Secondly, Cameron hates politics. He envisages himself as the reasonable patrician – aloof, above it all, never really questioned about anything. He should have been a magistrate. Few PMs have done more to shut down ways of holding the executive to account. He scrapped the monthly Downing Street press conferences Tony Blair introduced. He never does serious interviews – which explains that look of abject fear in his eyes when he sat down for his grilling with Jeremy Paxman the other day. His government has closed down or made practically impossible most of the ways in which people can hold the state to account, including judicial review, the Freedom of Information Act, parliamentary questions or press conferences – which he holds rarely and only for a couple of questions.
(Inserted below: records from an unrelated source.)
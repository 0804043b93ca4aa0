//! HTTP server configuration

use std::time::Duration;

use serde::{Deserialize, Serialize};

/// How many requests a single client may make within a window.
#[derive(Debug, Clone, Copy, PartialEq, Eq, Serialize, Deserialize)]
pub struct RateLimit {
    pub requests: u32,
    pub window_secs: u64,
}

impl RateLimit {
    #[must_use]
    pub const fn window(&self) -> Duration {
        Duration::from_secs(self.window_secs)
    }
}

/// Configuration for the HTTP API
#[derive(Debug, Clone, PartialEq, Eq, Serialize, Deserialize)]
pub struct ApiConfig {
    /// Address to bind, e.g. `[::]:3001` or `127.0.0.1:3001`
    #[serde(default = "default_listen_address")]
    pub listen_address: String,

    /// Origins allowed by CORS. Empty allows any origin.
    #[serde(default)]
    pub allowed_origins: Vec<String>,

    /// Largest accepted request body. Attachments travel base64-encoded
    /// inside the JSON, so this bounds them too.
    #[serde(default = "default_max_body_bytes")]
    pub max_body_bytes: usize,

    /// Applies to `/api/send-email` and `/api/send-bulk-email` together.
    #[serde(default = "default_send_rate_limit")]
    pub send_rate_limit: RateLimit,

    /// Applies to `/api/test-smtp`.
    #[serde(default = "default_verify_rate_limit")]
    pub verify_rate_limit: RateLimit,
}

fn default_listen_address() -> String {
    "[::]:3001".to_string()
}

const fn default_max_body_bytes() -> usize {
    50 * 1024 * 1024
}

const fn default_send_rate_limit() -> RateLimit {
    RateLimit {
        requests: 100,
        window_secs: 15 * 60,
    }
}

const fn default_verify_rate_limit() -> RateLimit {
    RateLimit {
        requests: 10,
        window_secs: 5 * 60,
    }
}

impl Default for ApiConfig {
    fn default() -> Self {
        Self {
            listen_address: default_listen_address(),
            allowed_origins: Vec::new(),
            max_body_bytes: default_max_body_bytes(),
            send_rate_limit: default_send_rate_limit(),
            verify_rate_limit: default_verify_rate_limit(),
        }
    }
}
Finally, both Labour and the Tories have triangulated and red-lined themselves into oblivion. They are no longer able to talk about the very big differences between them. Take the EU referendum. Under normal considerations this would be thought of as A Big Thing. If the Tories win it’ll be held in 2017. Before then, or possibly afterwards, they will tear themselves apart in as bloody a way as overweight middle-aged men who have never been in a fight can muster. It could very well result in the exit of Britain from the EU. Hell, if Ukip and their lunatic allies get their way, it could result in the mass expulsion of European citizens currently residing in the UK.
But no-one mentions it. The Tories fear the consequences of the vote are so big they could scare people off – certainly centrist voters in marginal constituencies. They also think big business will collectively shit itself when it realises what could happen in two years’ time. Labour doesn’t talk about it because it is generally considered unpopular to deny the public a say on something. It is a policy so big no-one dares speak its name.
The two parties are also in a conspiracy of silence over the massive spending cuts to come in the next parliament. Journalists press them on it when they’ve a chance, but they never attack each other for it. The glass house gazes also into thee.
So here we are. Nick Clegg’s highlights of the election have involved him stroking a hedgehog and then going on a zip-line. Cameron’s have involved several trips to primary schools, including one where a young girl appeared to fall asleep next to him. He has literally taken more questions from children than he has from journalists– and even then one of them stumped him. A young child asked him who he would like to win the election if it wasn’t him. He stumbled around searching for words for nearly a minute then gave up. Miliband is no better, he travels around meeting children and families. The debates are few and far between.
All of them turn down interviews. They are terrified of them. In their world, everything would be a photo op, which is ironic because they all look so desperately tedious, like an android made of flesh and beige carpets.
I spoke to an Australian journalist the other day who said they’d hardly covered the UK election. I desperately hope that continues and the international press don’t start paying attention. It would be like inviting friends over only for your uncle to piss himself at the dinner table.
Our best hope now is no-one even realises it’s happening. Either that, or journalists agree amongst ourselves that we’ll take that microphone from the party worker’s hands, even if we have to have to wrestle them for it.